> _Records_:
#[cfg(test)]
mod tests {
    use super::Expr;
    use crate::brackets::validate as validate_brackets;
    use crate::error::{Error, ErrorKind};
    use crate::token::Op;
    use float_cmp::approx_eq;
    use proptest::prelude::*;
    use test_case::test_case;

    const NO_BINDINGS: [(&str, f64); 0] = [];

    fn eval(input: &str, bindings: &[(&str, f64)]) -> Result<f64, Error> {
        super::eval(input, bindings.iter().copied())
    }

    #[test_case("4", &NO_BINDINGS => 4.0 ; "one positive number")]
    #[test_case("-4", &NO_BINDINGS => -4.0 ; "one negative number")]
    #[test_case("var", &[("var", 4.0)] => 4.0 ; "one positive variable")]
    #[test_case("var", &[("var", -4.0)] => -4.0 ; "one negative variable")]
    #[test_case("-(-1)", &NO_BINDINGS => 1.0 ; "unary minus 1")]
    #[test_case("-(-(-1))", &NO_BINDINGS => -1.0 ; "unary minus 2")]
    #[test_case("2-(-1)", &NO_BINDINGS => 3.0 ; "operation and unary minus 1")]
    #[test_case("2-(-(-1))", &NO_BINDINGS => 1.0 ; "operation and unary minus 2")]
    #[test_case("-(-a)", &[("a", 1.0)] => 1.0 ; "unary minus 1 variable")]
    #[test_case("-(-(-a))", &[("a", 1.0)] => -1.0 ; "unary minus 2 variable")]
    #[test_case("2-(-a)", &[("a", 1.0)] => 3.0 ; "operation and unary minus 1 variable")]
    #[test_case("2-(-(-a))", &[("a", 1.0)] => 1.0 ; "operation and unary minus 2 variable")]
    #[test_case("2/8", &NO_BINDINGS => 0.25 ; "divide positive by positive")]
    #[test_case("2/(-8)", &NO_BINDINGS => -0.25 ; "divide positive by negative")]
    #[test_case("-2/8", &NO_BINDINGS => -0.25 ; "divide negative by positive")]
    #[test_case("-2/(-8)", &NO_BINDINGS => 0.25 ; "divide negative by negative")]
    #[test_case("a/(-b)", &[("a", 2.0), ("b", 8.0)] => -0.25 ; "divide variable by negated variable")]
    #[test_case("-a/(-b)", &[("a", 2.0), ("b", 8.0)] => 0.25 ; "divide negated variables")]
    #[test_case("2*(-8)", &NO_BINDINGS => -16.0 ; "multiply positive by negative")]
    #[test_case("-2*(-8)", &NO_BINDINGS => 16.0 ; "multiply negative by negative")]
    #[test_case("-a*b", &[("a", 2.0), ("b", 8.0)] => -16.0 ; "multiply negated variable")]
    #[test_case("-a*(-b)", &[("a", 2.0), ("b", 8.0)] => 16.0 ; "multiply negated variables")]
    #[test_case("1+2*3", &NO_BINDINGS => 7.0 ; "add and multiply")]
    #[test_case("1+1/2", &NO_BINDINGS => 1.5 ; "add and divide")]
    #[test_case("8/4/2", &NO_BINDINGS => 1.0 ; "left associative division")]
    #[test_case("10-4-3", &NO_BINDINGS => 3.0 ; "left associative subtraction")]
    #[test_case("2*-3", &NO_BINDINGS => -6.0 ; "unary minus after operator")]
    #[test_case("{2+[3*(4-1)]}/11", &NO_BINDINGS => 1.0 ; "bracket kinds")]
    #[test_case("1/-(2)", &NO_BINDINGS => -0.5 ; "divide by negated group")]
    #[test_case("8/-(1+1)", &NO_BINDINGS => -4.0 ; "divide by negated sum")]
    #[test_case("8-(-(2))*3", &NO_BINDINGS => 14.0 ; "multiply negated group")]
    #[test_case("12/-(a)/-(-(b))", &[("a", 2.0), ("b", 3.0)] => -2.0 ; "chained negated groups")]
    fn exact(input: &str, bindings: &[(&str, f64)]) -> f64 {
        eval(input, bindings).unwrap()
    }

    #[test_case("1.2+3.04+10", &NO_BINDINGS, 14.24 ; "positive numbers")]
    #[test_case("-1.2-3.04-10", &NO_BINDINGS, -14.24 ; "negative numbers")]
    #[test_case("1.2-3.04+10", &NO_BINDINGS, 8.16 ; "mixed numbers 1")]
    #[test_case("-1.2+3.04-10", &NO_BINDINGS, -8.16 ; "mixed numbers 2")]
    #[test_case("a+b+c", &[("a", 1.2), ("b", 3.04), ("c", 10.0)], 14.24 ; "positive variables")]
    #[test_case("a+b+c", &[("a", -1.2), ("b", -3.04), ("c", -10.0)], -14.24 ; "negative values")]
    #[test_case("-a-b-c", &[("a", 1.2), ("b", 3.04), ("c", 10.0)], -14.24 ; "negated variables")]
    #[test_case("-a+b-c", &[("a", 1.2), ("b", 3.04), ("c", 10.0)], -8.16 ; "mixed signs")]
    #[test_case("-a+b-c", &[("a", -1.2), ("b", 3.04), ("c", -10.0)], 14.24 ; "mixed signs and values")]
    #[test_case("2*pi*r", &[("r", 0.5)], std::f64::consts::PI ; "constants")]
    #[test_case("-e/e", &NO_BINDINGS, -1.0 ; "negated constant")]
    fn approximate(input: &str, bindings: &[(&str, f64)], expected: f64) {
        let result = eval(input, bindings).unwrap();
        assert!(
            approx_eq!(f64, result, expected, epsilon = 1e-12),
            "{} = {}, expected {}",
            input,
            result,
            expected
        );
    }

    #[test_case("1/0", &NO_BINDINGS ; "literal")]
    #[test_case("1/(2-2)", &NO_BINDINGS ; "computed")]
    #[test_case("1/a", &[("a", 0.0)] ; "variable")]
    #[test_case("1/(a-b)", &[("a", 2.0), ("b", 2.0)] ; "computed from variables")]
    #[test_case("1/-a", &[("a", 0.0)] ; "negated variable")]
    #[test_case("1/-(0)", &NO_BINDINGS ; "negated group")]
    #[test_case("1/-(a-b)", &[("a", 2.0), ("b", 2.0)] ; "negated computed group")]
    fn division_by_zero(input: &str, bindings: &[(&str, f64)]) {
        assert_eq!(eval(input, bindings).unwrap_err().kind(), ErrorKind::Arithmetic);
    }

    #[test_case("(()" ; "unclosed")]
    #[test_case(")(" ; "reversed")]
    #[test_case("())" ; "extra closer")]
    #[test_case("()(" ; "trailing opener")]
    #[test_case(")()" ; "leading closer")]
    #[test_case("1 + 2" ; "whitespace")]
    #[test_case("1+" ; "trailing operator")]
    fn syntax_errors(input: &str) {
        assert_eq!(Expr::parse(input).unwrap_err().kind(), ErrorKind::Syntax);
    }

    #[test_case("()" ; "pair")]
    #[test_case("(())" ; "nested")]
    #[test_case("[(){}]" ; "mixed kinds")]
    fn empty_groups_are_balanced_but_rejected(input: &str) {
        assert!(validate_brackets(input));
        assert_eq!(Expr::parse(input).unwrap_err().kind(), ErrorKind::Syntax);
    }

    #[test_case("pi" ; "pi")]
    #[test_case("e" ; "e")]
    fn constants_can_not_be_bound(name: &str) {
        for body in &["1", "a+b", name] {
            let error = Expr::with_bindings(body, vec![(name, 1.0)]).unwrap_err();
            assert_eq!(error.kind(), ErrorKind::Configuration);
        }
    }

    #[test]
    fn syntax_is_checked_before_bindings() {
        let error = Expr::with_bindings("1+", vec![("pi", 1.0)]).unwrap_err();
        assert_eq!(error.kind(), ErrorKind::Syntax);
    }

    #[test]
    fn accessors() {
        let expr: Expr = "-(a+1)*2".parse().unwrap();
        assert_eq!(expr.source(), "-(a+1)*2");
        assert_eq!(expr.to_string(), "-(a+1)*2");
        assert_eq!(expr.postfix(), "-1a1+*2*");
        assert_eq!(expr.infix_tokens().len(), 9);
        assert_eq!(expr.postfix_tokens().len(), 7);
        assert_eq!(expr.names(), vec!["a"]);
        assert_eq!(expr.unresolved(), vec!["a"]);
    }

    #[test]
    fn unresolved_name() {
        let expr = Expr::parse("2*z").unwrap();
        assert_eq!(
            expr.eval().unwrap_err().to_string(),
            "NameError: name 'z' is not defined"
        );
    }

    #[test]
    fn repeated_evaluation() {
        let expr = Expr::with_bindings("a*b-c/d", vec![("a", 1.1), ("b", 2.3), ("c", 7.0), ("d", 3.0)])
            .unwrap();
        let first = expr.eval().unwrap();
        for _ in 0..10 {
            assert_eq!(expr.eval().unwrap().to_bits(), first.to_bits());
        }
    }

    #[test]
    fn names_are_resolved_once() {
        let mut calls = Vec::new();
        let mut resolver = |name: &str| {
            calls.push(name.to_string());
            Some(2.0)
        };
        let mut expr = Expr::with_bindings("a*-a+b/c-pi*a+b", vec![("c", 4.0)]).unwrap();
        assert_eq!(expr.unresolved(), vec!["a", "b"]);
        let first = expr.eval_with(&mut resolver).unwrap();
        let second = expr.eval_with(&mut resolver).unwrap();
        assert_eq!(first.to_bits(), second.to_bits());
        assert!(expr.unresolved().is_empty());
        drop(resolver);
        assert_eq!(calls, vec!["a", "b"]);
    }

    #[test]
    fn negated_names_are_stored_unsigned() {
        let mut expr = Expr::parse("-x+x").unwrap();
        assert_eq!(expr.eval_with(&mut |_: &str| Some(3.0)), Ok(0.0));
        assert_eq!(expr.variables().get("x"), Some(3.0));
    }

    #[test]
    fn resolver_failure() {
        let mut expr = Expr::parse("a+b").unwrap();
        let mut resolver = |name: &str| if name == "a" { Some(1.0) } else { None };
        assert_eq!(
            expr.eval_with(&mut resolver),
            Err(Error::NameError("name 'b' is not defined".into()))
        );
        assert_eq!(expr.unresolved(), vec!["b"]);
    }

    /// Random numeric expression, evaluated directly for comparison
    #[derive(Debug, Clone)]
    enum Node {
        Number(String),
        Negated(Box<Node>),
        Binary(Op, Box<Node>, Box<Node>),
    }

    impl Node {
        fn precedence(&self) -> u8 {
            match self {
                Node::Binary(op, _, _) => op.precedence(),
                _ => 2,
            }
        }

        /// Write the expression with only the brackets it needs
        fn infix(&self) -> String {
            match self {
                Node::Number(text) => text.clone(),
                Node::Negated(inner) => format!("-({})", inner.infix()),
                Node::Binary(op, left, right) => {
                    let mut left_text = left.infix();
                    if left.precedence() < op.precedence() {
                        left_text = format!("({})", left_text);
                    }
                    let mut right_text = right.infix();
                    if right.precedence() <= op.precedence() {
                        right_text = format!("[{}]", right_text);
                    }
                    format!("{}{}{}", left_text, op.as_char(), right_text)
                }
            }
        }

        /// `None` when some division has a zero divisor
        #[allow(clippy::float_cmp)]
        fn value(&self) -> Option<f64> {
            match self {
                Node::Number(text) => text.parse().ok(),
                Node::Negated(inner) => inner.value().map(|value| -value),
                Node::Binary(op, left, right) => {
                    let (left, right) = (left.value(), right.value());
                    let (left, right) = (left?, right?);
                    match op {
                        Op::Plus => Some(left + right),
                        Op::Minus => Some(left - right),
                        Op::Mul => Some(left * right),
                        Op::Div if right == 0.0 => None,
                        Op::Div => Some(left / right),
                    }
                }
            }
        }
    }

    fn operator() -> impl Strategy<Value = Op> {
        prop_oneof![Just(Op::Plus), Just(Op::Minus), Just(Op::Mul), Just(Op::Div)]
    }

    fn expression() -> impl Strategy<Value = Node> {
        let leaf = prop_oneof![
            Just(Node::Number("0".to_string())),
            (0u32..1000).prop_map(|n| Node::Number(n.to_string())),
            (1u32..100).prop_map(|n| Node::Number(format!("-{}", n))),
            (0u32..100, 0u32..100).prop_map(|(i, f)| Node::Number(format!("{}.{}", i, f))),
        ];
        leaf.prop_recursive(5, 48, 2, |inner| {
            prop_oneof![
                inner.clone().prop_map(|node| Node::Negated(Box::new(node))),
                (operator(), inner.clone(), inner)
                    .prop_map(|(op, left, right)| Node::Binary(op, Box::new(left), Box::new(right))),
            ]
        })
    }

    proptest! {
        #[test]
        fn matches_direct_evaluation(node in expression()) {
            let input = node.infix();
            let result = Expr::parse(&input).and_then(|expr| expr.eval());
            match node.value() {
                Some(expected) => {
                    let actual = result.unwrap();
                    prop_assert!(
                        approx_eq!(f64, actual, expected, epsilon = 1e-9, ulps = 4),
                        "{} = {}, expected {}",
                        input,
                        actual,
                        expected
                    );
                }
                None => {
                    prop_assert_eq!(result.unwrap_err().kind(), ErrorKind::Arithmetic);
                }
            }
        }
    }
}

> _What you should do_: Select all lines in the listing above where the word "operation" appears, and show them.

> _Solved problem_:
    #[test_case("2-(-1)", &NO_BINDINGS => 3.0 ; "operation and unary minus 1")]
    #[test_case("2-(-(-1))", &NO_BINDINGS => 1.0 ; "operation and unary minus 2")]
    #[test_case("2-(-a)", &[("a", 1.0)] => 3.0 ; "operation and unary minus 1 variable")]
    #[test_case("2-(-(-a))", &[("a", 1.0)] => 1.0 ; "operation and unary minus 2 variable")]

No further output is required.